*TASK INPUTS:*

- - -

//! Core domain enums shared across the platform.

use serde::{Deserialize, Serialize};

/// Lifecycle state of one billing cycle in the ledger.
///
/// `Active`, `PastDue` and `Paused` are the live states: a mentor has at
/// most one cycle in a live state at any time. `Superseded`, `Cancelled`
/// and `Expired` are terminal — a cycle never leaves a terminal state;
/// renewal creates a new row instead.
#[derive(Debug, Clone, Copy, PartialEq, Eq, Serialize, Deserialize)]
#[serde(rename_all = "snake_case")]
pub enum CycleStatus {
    Active,
    PastDue,
    Paused,
    Superseded,
    Cancelled,
    Expired,
}

impl CycleStatus {
    pub fn as_str(&self) -> &'static str {
        match self {
            CycleStatus::Active => "active",
            CycleStatus::PastDue => "past_due",
            CycleStatus::Paused => "paused",
            CycleStatus::Superseded => "superseded",
            CycleStatus::Cancelled => "cancelled",
            CycleStatus::Expired => "expired",
        }
    }

    /// Live states keep the mentor's subscription slot occupied.
    pub fn is_live(&self) -> bool {
        matches!(
            self,
            CycleStatus::Active | CycleStatus::PastDue | CycleStatus::Paused
        )
    }

    /// Terminal states never transition again.
    pub fn is_terminal(&self) -> bool {
        matches!(
            self,
            CycleStatus::Superseded | CycleStatus::Cancelled | CycleStatus::Expired
        )
    }

    /// Whether the state machine permits moving from `self` to `to`.
    ///
    /// Mirrors the transition table: terminal states admit nothing;
    /// `paused` only resumes to `active`; everything else follows the
    /// webhook/admin triggers.
    pub fn can_transition_to(&self, to: CycleStatus) -> bool {
        match (self, to) {
            (CycleStatus::Active, CycleStatus::PastDue) => true,
            (CycleStatus::PastDue, CycleStatus::Active) => true,
            (CycleStatus::Active | CycleStatus::PastDue, CycleStatus::Superseded) => true,
            (CycleStatus::Active | CycleStatus::PastDue, CycleStatus::Expired) => true,
            (CycleStatus::Active | CycleStatus::PastDue, CycleStatus::Cancelled) => true,
            (CycleStatus::Active, CycleStatus::Paused) => true,
            (CycleStatus::Paused, CycleStatus::Active) => true,
            (CycleStatus::Paused, CycleStatus::Expired) => true,
            _ => false,
        }
    }
}

impl std::fmt::Display for CycleStatus {
    fn fmt(&self, f: &mut std::fmt::Formatter<'_>) -> std::fmt::Result {
        write!(f, "{}", self.as_str())
    }
}

impl std::str::FromStr for CycleStatus {
    type Err = String;

    fn from_str(s: &str) -> Result<Self, Self::Err> {
        match s {
            "active" => Ok(CycleStatus::Active),
            "past_due" => Ok(CycleStatus::PastDue),
            "paused" => Ok(CycleStatus::Paused),
            "superseded" => Ok(CycleStatus::Superseded),
            "cancelled" => Ok(CycleStatus::Cancelled),
            "expired" => Ok(CycleStatus::Expired),
            other => Err(format!("unknown cycle status: {other}")),
        }
    }
}

impl TryFrom<String> for CycleStatus {
    type Error = String;

    fn try_from(s: String) -> Result<Self, Self::Error> {
        s.parse()
    }
}

/// Billing cadence of a plan, snapshotted onto each cycle.
#[derive(Debug, Clone, Copy, PartialEq, Eq, Serialize, Deserialize, Default)]
#[serde(rename_all = "lowercase")]
pub enum BillingPeriod {
    #[default]
    Monthly,
    Annual,
}

impl BillingPeriod {
    pub fn as_str(&self) -> &'static str {
        match self {
            BillingPeriod::Monthly => "monthly",
            BillingPeriod::Annual => "annual",
        }
    }
}

impl std::fmt::Display for BillingPeriod {
    fn fmt(&self, f: &mut std::fmt::Formatter<'_>) -> std::fmt::Result {
        write!(f, "{}", self.as_str())
    }
}

impl std::str::FromStr for BillingPeriod {
    type Err = String;

    fn from_str(s: &str) -> Result<Self, Self::Err> {
        match s {
            "monthly" | "month" => Ok(BillingPeriod::Monthly),
            "annual" | "yearly" | "year" => Ok(BillingPeriod::Annual),
            other => Err(format!("unknown billing period: {other}")),
        }
    }
}

impl TryFrom<String> for BillingPeriod {
    type Error = String;

    fn try_from(s: String) -> Result<Self, Self::Error> {
        s.parse()
    }
}

#[cfg(test)]
mod tests {
    use super::*;

    #[test]
    fn terminal_states_admit_no_transition() {
        for from in [
            CycleStatus::Superseded,
            CycleStatus::Cancelled,
            CycleStatus::Expired,
        ] {
            for to in [
                CycleStatus::Active,
                CycleStatus::PastDue,
                CycleStatus::Paused,
                CycleStatus::Superseded,
                CycleStatus::Cancelled,
                CycleStatus::Expired,
            ] {
                assert!(!from.can_transition_to(to), "{from} -> {to} must be denied");
            }
        }
    }

    #[test]
    fn past_due_recovers_to_active() {
        assert!(CycleStatus::PastDue.can_transition_to(CycleStatus::Active));
        assert!(CycleStatus::Active.can_transition_to(CycleStatus::PastDue));
    }

    #[test]
    fn paused_only_resumes_or_expires() {
        assert!(CycleStatus::Paused.can_transition_to(CycleStatus::Active));
        assert!(CycleStatus::Paused.can_transition_to(CycleStatus::Expired));
        assert!(!CycleStatus::Paused.can_transition_to(CycleStatus::PastDue));
        assert!(!CycleStatus::Paused.can_transition_to(CycleStatus::Superseded));
    }

    #[test]
    fn live_and_terminal_partition() {
        for status in [
            CycleStatus::Active,
            CycleStatus::PastDue,
            CycleStatus::Paused,
        ] {
            assert!(status.is_live());
            assert!(!status.is_terminal());
        }
        for status in [
            CycleStatus::Superseded,
            CycleStatus::Cancelled,
            CycleStatus::Expired,
        ] {
            assert!(status.is_terminal());
            assert!(!status.is_live());
        }
    }

    #[test]
    fn status_round_trips_through_str() {
        for status in [
            CycleStatus::Active,
            CycleStatus::PastDue,
            CycleStatus::Paused,
            CycleStatus::Superseded,
            CycleStatus::Cancelled,
            CycleStatus::Expired,
        ] {
            assert_eq!(status.as_str().parse::<CycleStatus>(), Ok(status));
        }
        assert!("bogus".parse::<CycleStatus>().is_err());
    }
}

- - -

*PROBLEM REQUIREMENTS:*
From the first line of the records through the line with "pub fn can_transition_to(&self, to: CycleStatus)", retype everything word for word, including both ends.

*EXPECTED ANSWER:*
//! Core domain enums shared across the platform.

use serde::{Deserialize, Serialize};

/// Lifecycle state of one billing cycle in the ledger.
///
/// `Active`, `PastDue` and `Paused` are the live states: a mentor has at
/// most one cycle in a live state at any time. `Superseded`, `Cancelled`
/// and `Expired` are terminal — a cycle never leaves a terminal state;
/// renewal creates a new row instead.
#[derive(Debug, Clone, Copy, PartialEq, Eq, Serialize, Deserialize)]
#[serde(rename_all = "snake_case")]
pub enum CycleStatus {
    Active,
    PastDue,
    Paused,
    Superseded,
    Cancelled,
    Expired,
}

impl CycleStatus {
    pub fn as_str(&self) -> &'static str {
        match self {
            CycleStatus::Active => "active",
            CycleStatus::PastDue => "past_due",
            CycleStatus::Paused => "paused",
            CycleStatus::Superseded => "superseded",
            CycleStatus::Cancelled => "cancelled",
            CycleStatus::Expired => "expired",
        }
    }

    /// Live states keep the mentor's subscription slot occupied.
    pub fn is_live(&self) -> bool {
        matches!(
            self,
            CycleStatus::Active | CycleStatus::PastDue | CycleStatus::Paused
        )
    }

    /// Terminal states never transition again.
    pub fn is_terminal(&self) -> bool {
        matches!(
            self,
            CycleStatus::Superseded | CycleStatus::Cancelled | CycleStatus::Expired
        )
    }

    /// Whether the state machine permits moving from `self` to `to`.
    ///
    /// Mirrors the transition table: terminal states admit nothing;
    /// `paused` only resumes to `active`; everything else follows the
    /// webhook/admin triggers.
    pub fn can_transition_to(&self, to: CycleStatus) -> bool {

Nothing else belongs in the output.